Auteur d’une petite vingtaine de films entre 1927 et 1943, Dorothy Arzner occupe une place à part dans l’histoire du cinéma américain. S’il y eut d’autres femmes cinéastes avant elle (comme Lois Weber dès 1912) et de plus importantes après (Ida Lupino), elle n’en est pas moins la seule à bâtir une œuvre aussi fournie en plein âge d’or des studios d’Hollywood. Dorothy Arzner, que les photos de l’époque nous montrent arborant costumes-cravates et autres vêtements à coupe masculine, est une figure d’autant plus singulière que, non contente d’être une femme cinéaste, elle était aussi selon toute vraisemblance lesbienne. Si ses films sont peu vus, elle est cependant devenue depuis les années 70 une référence obligée pour la critique féministe américaine.
Tourné en 1933, Christopher Strong (devenu en français Le Phalène d’argent) est un film triplement féminin : par sa réalisatrice, par sa scénariste (Zoe Akins) et par sa star Katharine Hepburn, un an après ses débuts dans L’Héritage de Cukor. Hepburn y interprète une aviatrice un brin casse-cou qui s’éprend de Christopher Strong (Colin Clive), homme marié dont la fille Monica fréquente un individu dans la même situation. A partir de là débute un mélo assez classique à base de liaison secrète vite découverte et d’épouse délaissée qui souffre en cachette.

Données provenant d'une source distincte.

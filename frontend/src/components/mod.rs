pub mod contest {
    pub mod countdown;
    pub mod join_form;
    pub mod labels;
    pub mod past_table;
    pub mod row;
}
pub mod footer;
pub mod nav;
pub mod version_display;
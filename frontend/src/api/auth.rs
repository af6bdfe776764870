use crate::api::api_url;
use crate::api::utils::authenticated_get;
use log::debug;
use shared::{ErrorResponse, SessionDto};

/// Fetches the viewer's session: who is looking at the page, and the
/// anti-forgery token the join form must carry.
pub async fn get_session() -> Result<SessionDto, String> {
    debug!("Fetching viewer session");

    let response = authenticated_get(&api_url("/api/auth/session"))
        .send()
        .await
        .map_err(|e| format!("Failed to fetch session: {}", e))?;

    if !response.ok() {
        let error = response
            .json::<ErrorResponse>()
            .await
            .map_err(|_| "Unknown error occurred".to_string())?;
        return Err(error.error);
    }

    let session = response
        .json::<SessionDto>()
        .await
        .map_err(|e| format!("Failed to parse session response: {}", e))?;

    debug!(
        "Session loaded, authenticated: {}",
        session.is_authenticated()
    );
    Ok(session)
}
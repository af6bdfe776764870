use gloo_net::http::Request;
use gloo_storage::Storage;

/// Creates a request with Authorization header from localStorage
pub fn authenticated_request(method: &str, url: &str) -> gloo_net::http::RequestBuilder {
    let mut req = match method.to_uppercase().as_str() {
        "GET" => Request::get(url),
        "POST" => Request::post(url),
        _ => Request::get(url), // Default to GET
    };

    // Attach Authorization header for all authenticated requests
    if let Ok(session_id) = gloo_storage::LocalStorage::get::<String>("session_id") {
        req = req.header("Authorization", &format!("Bearer {}", session_id));
    } else {
        // No session_id found, continue without authentication
    }

    req
}

/// Creates a GET request with authentication
pub fn authenticated_get(url: &str) -> gloo_net::http::RequestBuilder {
    authenticated_request("GET", url)
}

Si Christopher Strong attire l’attention, ce n’est pas grâce à ses tête-à-tête amoureux plats et sans surprise, mais bien pour ses trois figures de femmes (la mère, la fille et celle, indépendante, qui vient briser l’ordre familial) et pour ce qui se passe entre elles. En particulier dans deux des plus belles scènes qui montrent l’aviatrice dissuadant Monica de se suicider et, plus tard, Lady Strong remerciant celle dont elle connaît pourtant la liaison avec son mari. Le film atteint alors une vérité que l’on ne saurait expliquer autrement qu’en l’attribuant à la capacité de Dorothy Arzner de poser sur ses personnages un regard spécifiquement féminin.